The doctor gave him the same sharp, hostile glance. “How in hell should I know? All it can do is hemorrhage …” But now others were moving up around him, he was speaking their names, those that he remembered. Siebert was still staring at him angrily. He had to do this: he had to. There was no other way.
A field telephone man named Tampler was sitting on the ground; no wound was visible on him. “How about it, Tampler?” he asked. “Will you come along?”
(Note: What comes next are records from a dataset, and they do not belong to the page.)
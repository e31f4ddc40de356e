//! Fingertip picking from a blob outline.

use glam::DVec2;

/// Convex hull by monotone chain, counter-clockwise in a y-up frame,
/// starting from the lowest-x point. Collinear points are dropped.
pub fn convex_hull(points: &[DVec2]) -> Vec<DVec2> {
    let mut sorted: Vec<DVec2> = points.iter().copied().filter(|p| p.is_finite()).collect();
    sorted.sort_by(|a, b| a.x.total_cmp(&b.x).then(a.y.total_cmp(&b.y)));
    sorted.dedup();
    if sorted.len() < 3 {
        return sorted;
    }

    let cross = |o: DVec2, a: DVec2, b: DVec2| (a - o).perp_dot(b - o);
    let mut hull: Vec<DVec2> = Vec::with_capacity(sorted.len() * 2);

    for &p in &sorted {
        while hull.len() >= 2 && cross(hull[hull.len() - 2], hull[hull.len() - 1], p) <= 0.0 {
            hull.pop();
        }
        hull.push(p);
    }
    let lower_len = hull.len() + 1;
    for &p in sorted.iter().rev().skip(1) {
        while hull.len() >= lower_len && cross(hull[hull.len() - 2], hull[hull.len() - 1], p) <= 0.0 {
            hull.pop();
        }
        hull.push(p);
    }
    hull.pop();
    hull
}

/// Drop near-duplicate hull vertices. A vertex further than `spacing` from
/// its successor is kept and the successor skipped; otherwise the vertex is
/// dropped and its successor examined next.
pub fn thin_hull(hull: &[DVec2], spacing: f64) -> Vec<DVec2> {
    let mut kept = Vec::new();
    let min_sq = spacing * spacing;
    let mut i = 0;
    while i + 1 < hull.len() {
        if hull[i].distance_squared(hull[i + 1]) > min_sq {
            kept.push(hull[i]);
            i += 1;
        }
        i += 1;
    }
    kept
}

/// The fingertip is the second vertex left after thinning the hull.
pub fn fingertip_from_hull(hull: &[DVec2], spacing: f64) -> Option<DVec2> {
    thin_hull(hull, spacing).get(1).copied()
}

/// Convex hull and fingertip of a blob outline.
pub fn find_fingertip(outline: &[DVec2], spacing: f64) -> Option<DVec2> {
    fingertip_from_hull(&convex_hull(outline), spacing)
}

#[cfg(test)]
mod tests {
    use super::*;

    #[test]
    fn test_convex_hull_square_with_interior() {
        let points = vec![
            DVec2::new(0.0, 0.0),
            DVec2::new(10.0, 0.0),
            DVec2::new(5.0, 5.0),
            DVec2::new(10.0, 10.0),
            DVec2::new(0.0, 10.0),
            DVec2::new(5.0, 0.0),
        ];
        let hull = convex_hull(&points);
        assert_eq!(
            hull,
            vec![
                DVec2::new(0.0, 0.0),
                DVec2::new(10.0, 0.0),
                DVec2::new(10.0, 10.0),
                DVec2::new(0.0, 10.0),
            ]
        );
    }

    #[test]
    fn test_thin_hull_pairs() {
        let hull = vec![
            DVec2::new(0.0, 0.0),
            DVec2::new(40.0, 0.0),
            DVec2::new(41.0, 1.0),
            DVec2::new(42.0, 1.0),
            DVec2::new(80.0, 50.0),
            DVec2::new(0.0, 60.0),
        ];
        // 0 is kept and 1 skipped, 2 is too close to 3, 3 is kept and 4 skipped.
        assert_eq!(
            thin_hull(&hull, 15.0),
            vec![DVec2::new(0.0, 0.0), DVec2::new(42.0, 1.0)]
        );
        assert_eq!(fingertip_from_hull(&hull, 15.0), Some(DVec2::new(42.0, 1.0)));
    }

    #[test]
    fn test_small_blob_has_no_fingertip() {
        let outline = vec![DVec2::new(0.0, 0.0), DVec2::new(3.0, 0.0), DVec2::new(0.0, 3.0)];
        assert_eq!(find_fingertip(&outline, 15.0), None);
    }
}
Tampler looked up at him tearfully; his big frame seemed actually to have shrunk, and his hands were shaking in that tight, palsied tremor Damon knew all too well. “I can’t, General,” he murmured. “I’ll just—I won’t be able to cut it. I know I won’t …”
“All right, Tampler. You don’t have to.” He moved on through the tent, entreating, exhorting, explaining, while the sound of firing crackled and thumped up the trail, building again, and still more wounded were brought in from outside, crowding the ragged tent further. He had guessed right: Murasse was pouring everything into the Babuyan assault.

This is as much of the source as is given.